§ **Assignment**
Take the material below from its first line through the line containing "pub const DEFAULT_CATALOG_URL: &str" and, please, write those lines again exactly.

§ **Dataset**
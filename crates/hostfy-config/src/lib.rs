pub mod error;

pub use error::*;

use chrono::{DateTime, Utc};
use serde::{Deserialize, Serialize};
use std::path::{Path, PathBuf};

/// 状態ディレクトリの既定値
pub const DEFAULT_STATE_DIR: &str = "/etc/hostfy";

/// 状態ディレクトリを上書きする環境変数
pub const STATE_DIR_ENV: &str = "HOSTFY_DIR";

pub const CONFIG_FILE: &str = "config.json";

pub const DEFAULT_CATALOG_URL: &str =
    "https://raw.githubusercontent.com/hostfy/catalog/main/catalog.json";

pub const DEFAULT_NETWORK: &str = "hostfy_network";

/// hostfyの状態ディレクトリを取得
///
/// 以下の優先順位で決定:
/// 1. 環境変数 HOSTFY_DIR
/// 2. /etc/hostfy
pub fn state_dir() -> PathBuf {
    match std::env::var(STATE_DIR_ENV) {
        Ok(dir) if !dir.trim().is_empty() => PathBuf::from(dir),
        _ => PathBuf::from(DEFAULT_STATE_DIR),
    }
}

/// グローバル設定（config.json）
#[derive(Debug, Clone, PartialEq, Serialize, Deserialize)]
pub struct GlobalConfig {
    #[serde(default = "default_version")]
    pub version: String,
    #[serde(default = "default_catalog_url")]
    pub catalog_url: String,
    #[serde(default, skip_serializing_if = "Option::is_none")]
    pub catalog_updated_at: Option<DateTime<Utc>>,
    #[serde(default = "default_network")]
    pub network: String,
    #[serde(default)]
    pub traefik: TraefikSettings,
}

#[derive(Debug, Clone, Default, PartialEq, Serialize, Deserialize)]
pub struct TraefikSettings {
    #[serde(default)]
    pub dashboard: bool,
}

fn default_version() -> String {
    "1.0".to_string()
}

fn default_catalog_url() -> String {
    DEFAULT_CATALOG_URL.to_string()
}

fn default_network() -> String {
    DEFAULT_NETWORK.to_string()
}

impl Default for GlobalConfig {
    fn default() -> Self {
        Self {
            version: default_version(),
            catalog_url: default_catalog_url(),
            catalog_updated_at: None,
            network: default_network(),
            traefik: TraefikSettings::default(),
        }
    }
}

impl GlobalConfig {
    /// 状態ディレクトリから設定を読み込む。ファイルがなければ既定値
    pub fn load(dir: &Path) -> Result<Self> {
        let path = dir.join(CONFIG_FILE);
        let content = match std::fs::read_to_string(&path) {
            Ok(content) => content,
            Err(e) if e.kind() == std::io::ErrorKind::NotFound => return Ok(Self::default()),
            Err(source) => return Err(ConfigError::Io { path, source }),
        };
        serde_json::from_str(&content).map_err(|source| ConfigError::Parse { path, source })
    }

    pub fn save(&self, dir: &Path) -> Result<()> {
        std::fs::create_dir_all(dir).map_err(|source| ConfigError::Io {
            path: dir.to_path_buf(),
            source,
        })?;

        let path = dir.join(CONFIG_FILE);
        let content = serde_json::to_string_pretty(self).map_err(|source| ConfigError::Parse {
            path: path.clone(),
            source,
        })?;
        std::fs::write(&path, content).map_err(|source| ConfigError::Io { path, source })
    }
}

§ **Solution**
filename crates/hostfy-config/src/lib.rs
pub mod error;

pub use error::*;

use chrono::{DateTime, Utc};
use serde::{Deserialize, Serialize};
use std::path::{Path, PathBuf};

/// 状態ディレクトリの既定値
pub const DEFAULT_STATE_DIR: &str = "/etc/hostfy";

/// 状態ディレクトリを上書きする環境変数
pub const STATE_DIR_ENV: &str = "HOSTFY_DIR";

pub const CONFIG_FILE: &str = "config.json";

pub const DEFAULT_CATALOG_URL: &str =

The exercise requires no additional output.